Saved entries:
● ● ● ● ● ● ●
//! Shared HTTP vocabulary: methods, headers, URL templates, and bodies.

use regex::Regex;
use serde::{Deserialize, Deserializer, Serialize, Serializer};
use std::borrow::Cow;
use std::collections::BTreeMap;
use std::fmt;
use std::str::FromStr;

/// The HTTP method of a stub request.
#[derive(Debug, Clone, Copy, PartialEq, Eq, Hash)]
pub enum Method {
    Get,
    Head,
    Post,
    Put,
    Delete,
    Connect,
    Options,
    Trace,
    Patch,
}

impl Method {
    pub fn as_str(&self) -> &'static str {
        match self {
            Method::Get => "get",
            Method::Head => "head",
            Method::Post => "post",
            Method::Put => "put",
            Method::Delete => "delete",
            Method::Connect => "connect",
            Method::Options => "options",
            Method::Trace => "trace",
            Method::Patch => "patch",
        }
    }
}

impl fmt::Display for Method {
    fn fmt(&self, f: &mut fmt::Formatter<'_>) -> fmt::Result {
        f.write_str(self.as_str())
    }
}

/// The error returned when parsing an unrecognized HTTP method.
#[derive(Debug, Clone, thiserror::Error)]
#[error("unrecognized HTTP method: {0}")]
pub struct InvalidMethod(String);

impl FromStr for Method {
    type Err = InvalidMethod;

    /// Parses case-insensitively; methods are lower-cased internally.
    fn from_str(s: &str) -> Result<Self, Self::Err> {
        match s.to_ascii_lowercase().as_str() {
            "get" => Ok(Method::Get),
            "head" => Ok(Method::Head),
            "post" => Ok(Method::Post),
            "put" => Ok(Method::Put),
            "delete" => Ok(Method::Delete),
            "connect" => Ok(Method::Connect),
            "options" => Ok(Method::Options),
            "trace" => Ok(Method::Trace),
            "patch" => Ok(Method::Patch),
            other => Err(InvalidMethod(other.to_string())),
        }
    }
}

impl Serialize for Method {
    fn serialize<S: Serializer>(&self, serializer: S) -> Result<S::Ok, S::Error> {
        serializer.serialize_str(self.as_str())
    }
}

impl<'de> Deserialize<'de> for Method {
    fn deserialize<D: Deserializer<'de>>(deserializer: D) -> Result<Self, D::Error> {
        let s = String::deserialize(deserializer)?;
        s.parse().map_err(serde::de::Error::custom)
    }
}

/// HTTP header fields for stub requests and stub responses.
///
/// Header names are compared case-insensitively: keys are lower-cased on
/// insertion and later insertions for the same key overwrite earlier ones.
#[derive(Debug, Clone, Default, PartialEq, Eq)]
pub struct HeaderMap(BTreeMap<String, String>);

impl HeaderMap {
    pub fn new() -> Self {
        Self::default()
    }

    pub fn insert(&mut self, name: impl Into<String>, value: impl Into<String>) {
        self.0.insert(name.into().to_ascii_lowercase(), value.into());
    }

    pub fn get(&self, name: &str) -> Option<&str> {
        self.0.get(&name.to_ascii_lowercase()).map(String::as_str)
    }

    /// Extends with the entries of `other`, overwriting on key collision.
    pub fn merge(&mut self, other: HeaderMap) {
        self.0.extend(other.0);
    }

    pub fn iter(&self) -> impl Iterator<Item = (&str, &str)> {
        self.0.iter().map(|(name, value)| (name.as_str(), value.as_str()))
    }

    pub fn len(&self) -> usize {
        self.0.len()
    }

    pub fn is_empty(&self) -> bool {
        self.0.is_empty()
    }
}

impl<K: Into<String>, V: Into<String>> FromIterator<(K, V)> for HeaderMap {
    fn from_iter<I: IntoIterator<Item = (K, V)>>(iter: I) -> Self {
        let mut headers = HeaderMap::new();
        for (name, value) in iter {
            headers.insert(name, value);
        }
        headers
    }
}

/// A URL template matched against the absolute URL of an incoming request.
#[derive(Debug, Clone)]
pub enum UrlTemplate {
    /// A literal URL, compared with the query component stripped from
    /// both sides.
    Exact(String),
    /// A regular expression tested for at least one match anywhere in the
    /// candidate URL.
    Regex(Regex),
    /// A glob pattern matched against the whole candidate URL.
    Glob(globset::GlobMatcher),
}

impl UrlTemplate {
    pub fn exact(url: impl Into<String>) -> Self {
        UrlTemplate::Exact(url.into())
    }

    pub fn regex(pattern: &str) -> Result<Self, regex::Error> {
        Ok(UrlTemplate::Regex(Regex::new(pattern)?))
    }

    pub fn glob(pattern: &str) -> Result<Self, globset::Error> {
        Ok(UrlTemplate::Glob(globset::Glob::new(pattern)?.compile_matcher()))
    }

    pub fn matches(&self, candidate: &str) -> bool {
        match self {
            UrlTemplate::Exact(expected) => strip_query(expected) == strip_query(candidate),
            UrlTemplate::Regex(regex) => regex.is_match(candidate),
            UrlTemplate::Glob(glob) => glob.is_match(candidate),
        }
    }
}

impl From<&str> for UrlTemplate {
    fn from(url: &str) -> Self {
        UrlTemplate::Exact(url.to_string())
    }
}

impl From<String> for UrlTemplate {
    fn from(url: String) -> Self {
        UrlTemplate::Exact(url)
    }
}

impl From<Regex> for UrlTemplate {
    fn from(regex: Regex) -> Self {
        UrlTemplate::Regex(regex)
    }
}

/// Removes the query component of a URL, keeping any fragment.
fn strip_query(url: &str) -> Cow<'_, str> {
    let Some(query_start) = url.find('?') else {
        return Cow::Borrowed(url);
    };
    match url[query_start..].find('#') {
        Some(offset) => Cow::Owned(format!(
            "{}{}",
            &url[..query_start],
            &url[query_start + offset..]
        )),
        None => Cow::Borrowed(&url[..query_start]),
    }
}

/// A convenience pairing of a URL template and a request method.
#[derive(Debug, Clone)]
pub struct Endpoint {
    pub url: UrlTemplate,
    pub method: Method,
}

impl Endpoint {
    pub fn new(url: impl Into<UrlTemplate>, method: Method) -> Self {
        Self { url: url.into(), method }
    }

    pub fn get(url: impl Into<UrlTemplate>) -> Self {
        Self::new(url, Method::Get)
    }
}

/// The body of a stub request or stub response.
#[derive(Debug, Clone, PartialEq)]
pub enum Body {
    /// No payload at all.
    Empty,
    /// Raw bytes; `None` stands for "any payload".
    Bytes(Option<Vec<u8>>),
    /// A JSON document, serialized on demand.
    Json(serde_json::Value),
}

impl Body {
    pub fn empty() -> Self {
        Body::Empty
    }

    pub fn bytes(data: impl Into<Vec<u8>>) -> Self {
        Body::Bytes(Some(data.into()))
    }

    pub fn json(value: serde_json::Value) -> Self {
        Body::Json(value)
    }

    /// The raw payload of this body.
    ///
    /// JSON bodies serialize lazily; a serialization failure yields `None`.
    pub fn raw_bytes(&self) -> Option<Vec<u8>> {
        match self {
            Body::Empty => None,
            Body::Bytes(data) => data.clone(),
            Body::Json(value) => serde_json::to_vec(value).ok(),
        }
    }

    /// Matches the declared body against observed request bytes.
    pub(crate) fn matches(&self, observed: Option<&[u8]>) -> bool {
        match self {
            Body::Empty => observed.map(|data| data.is_empty()).unwrap_or(true),
            Body::Bytes(None) => true,
            Body::Bytes(Some(expected)) => {
                observed.map(|data| expected.as_slice() == data).unwrap_or(false)
            }
            Body::Json(expected) => {
                let Some(data) = observed else { return false };
                match serde_json::from_slice::<serde_json::Value>(data) {
                    Ok(actual) => crate::json::semantic_eq(expected, &actual),
                    Err(_) => false,
                }
            }
        }
    }
}
//! Mouse-to-Gamepad Bridge
//!
//! Main entry point: CLI, logging and signal wiring around the translation loop.

use anyhow::{bail, Context, Result};
use clap::{Parser, Subcommand};
use std::path::{Path, PathBuf};
use tracing::{info, warn};

use mouse_gamepad::config::BridgeConfig;
use mouse_gamepad::gamepad::{GamepadOutput, VirtualGamepad};
use mouse_gamepad::source::{self, EventSource, MouseSource};
use mouse_gamepad::translate::Translator;

#[derive(Parser)]
#[command(name = "mouse-gamepad")]
#[command(version, about = "Use a mouse as the left stick of a virtual gamepad")]
struct Cli {
    /// Config file path (default: ~/.config/mouse-gamepad/config.toml)
    #[arg(short, long, global = true)]
    config: Option<PathBuf>,

    /// Mouse event device, overrides the config file (e.g. /dev/input/event5)
    #[arg(short, long, global = true)]
    device: Option<PathBuf>,

    /// Stick sensitivity in [0, 1], overrides the config file
    #[arg(short, long, global = true)]
    sensitivity: Option<f64>,

    /// Grab the mouse exclusively so the cursor stays put
    #[arg(long, global = true)]
    grab: bool,

    /// Log level (error, warn, info, debug, trace)
    #[arg(long, global = true, default_value = "info")]
    log_level: String,

    #[command(subcommand)]
    command: Option<Commands>,
}

#[derive(Subcommand)]
enum Commands {
    /// Map the mouse onto the virtual gamepad until interrupted (default)
    Run,

    /// List input devices and mark mouse candidates
    #[command(visible_aliases = ["ls"])]
    List,

    /// Write a default config file
    Init {
        /// Overwrite an existing file
        #[arg(long)]
        force: bool,
    },
}

#[tokio::main]
async fn main() -> Result<()> {
    let cli = Cli::parse();

    // Initialize logging
    let filter = tracing_subscriber::EnvFilter::try_from_default_env()
        .unwrap_or_else(|_| tracing_subscriber::EnvFilter::new(&cli.log_level));
    tracing_subscriber::fmt()
        .with_env_filter(filter)
        .with_target(false)
        .init();

    let config_path = cli.config.clone().unwrap_or_else(BridgeConfig::default_path);

    match &cli.command {
        None | Some(Commands::Run) => run(&cli, &config_path).await,
        Some(Commands::List) => {
            list_devices();
            Ok(())
        }
        Some(Commands::Init { force }) => init_config(&config_path, *force),
    }
}

/// Load config, open both devices and run the loop
async fn run(cli: &Cli, config_path: &Path) -> Result<()> {
    info!("Loading config from {:?}", config_path);
    let mut config = BridgeConfig::load(config_path)
        .with_context(|| format!("failed to load {}", config_path.display()))?;

    if let Some(device) = &cli.device {
        config.mouse_device = Some(device.clone());
    }
    if let Some(sensitivity) = cli.sensitivity {
        config.sensitivity = sensitivity;
    }
    config.grab |= cli.grab;
    config.validate()?;

    let buttons = config.button_map()?;
    let sensitivity = config.sensitivity();
    info!(
        "Sensitivity: {} ({:.2} units per count)",
        sensitivity.factor(),
        sensitivity.multiplier()
    );

    let mouse_path = source::resolve_mouse_path(config.mouse_device.as_deref())?;
    let mut mouse = MouseSource::open(&mouse_path, config.grab)?;

    let mut gamepad = match VirtualGamepad::create(&config.gamepad_spec(&buttons)) {
        Ok(gamepad) => gamepad,
        Err(e) => {
            if let Err(close_err) = mouse.close() {
                warn!("Failed to close mouse device: {}", close_err);
            }
            return Err(e.into());
        }
    };
    if let Some(path) = gamepad.device_path() {
        info!("Gamepad device path: {}", path.display());
    }

    let output = GamepadOutput::new(gamepad, config.axis_max)?;
    let mut translator = Translator::new(mouse, output, sensitivity, buttons);

    info!("Mapping mouse movements to gamepad left stick. Press Ctrl+C to exit.");
    let summary = translator.run(shutdown_signal()).await?;
    info!(
        "Exiting ({} events read, {} frames emitted)",
        summary.events_read, summary.frames_emitted
    );
    Ok(())
}

/// Resolves on Ctrl+C or SIGTERM
async fn shutdown_signal() {
    use tokio::signal::unix::{signal, SignalKind};

    let ctrl_c = async {
        if let Err(e) = tokio::signal::ctrl_c().await {
            warn!("Failed to listen for Ctrl+C: {}", e);
            std::future::pending::<()>().await;
        }
    };

    let terminate = async {
        match signal(SignalKind::terminate()) {
            Ok(mut sigterm) => {
                sigterm.recv().await;
            }
            Err(e) => {
                warn!("Failed to listen for SIGTERM: {}", e);
                std::future::pending::<()>().await;
            }
        }
    };

    tokio::select! {
        _ = ctrl_c => {}
        _ = terminate => {}
    }
}

fn list_devices() {
    let devices = source::list_devices();
    if devices.is_empty() {
        println!("No input devices found (is /dev/input readable?)");
        return;
    }

    let picked = source::pick_mouse(&devices).map(|d| d.path.clone());
    for device in &devices {
        let marker = if picked.as_ref() == Some(&device.path) {
            "*"
        } else if device.looks_like_mouse() {
            "+"
        } else {
            " "
        };
        println!("{} {} - {}", marker, device.path.display(), device.name);
    }
    println!();
    println!("* auto-detected mouse   + has pointer motion and a left button");
}

fn init_config(path: &Path, force: bool) -> Result<()> {
    if path.exists() && !force {
        bail!(
            "{} already exists (use --force to overwrite)",
            path.display()
        );
    }
    BridgeConfig::default()
        .save(path)
        .with_context(|| format!("failed to write {}", path.display()))?;
    println!("Wrote default config to {}", path.display());
    Ok(())
}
● ● ● ● ● ● ●
### Activity
Give only the lines from the one holding "pub fn get(url: impl" through the one holding "Body::Empty => observed.map(|data|", each restated exactly as it appears above.

### Solution for this exercise
    pub fn get(url: impl Into<UrlTemplate>) -> Self {
        Self::new(url, Method::Get)
    }
}

/// The body of a stub request or stub response.
#[derive(Debug, Clone, PartialEq)]
pub enum Body {
    /// No payload at all.
    Empty,
    /// Raw bytes; `None` stands for "any payload".
    Bytes(Option<Vec<u8>>),
    /// A JSON document, serialized on demand.
    Json(serde_json::Value),
}

impl Body {
    pub fn empty() -> Self {
        Body::Empty
    }

    pub fn bytes(data: impl Into<Vec<u8>>) -> Self {
        Body::Bytes(Some(data.into()))
    }

    pub fn json(value: serde_json::Value) -> Self {
        Body::Json(value)
    }

    /// The raw payload of this body.
    ///
    /// JSON bodies serialize lazily; a serialization failure yields `None`.
    pub fn raw_bytes(&self) -> Option<Vec<u8>> {
        match self {
            Body::Empty => None,
            Body::Bytes(data) => data.clone(),
            Body::Json(value) => serde_json::to_vec(value).ok(),
        }
    }

    /// Matches the declared body against observed request bytes.
    pub(crate) fn matches(&self, observed: Option<&[u8]>) -> bool {
        match self {
            Body::Empty => observed.map(|data| data.is_empty()).unwrap_or(true),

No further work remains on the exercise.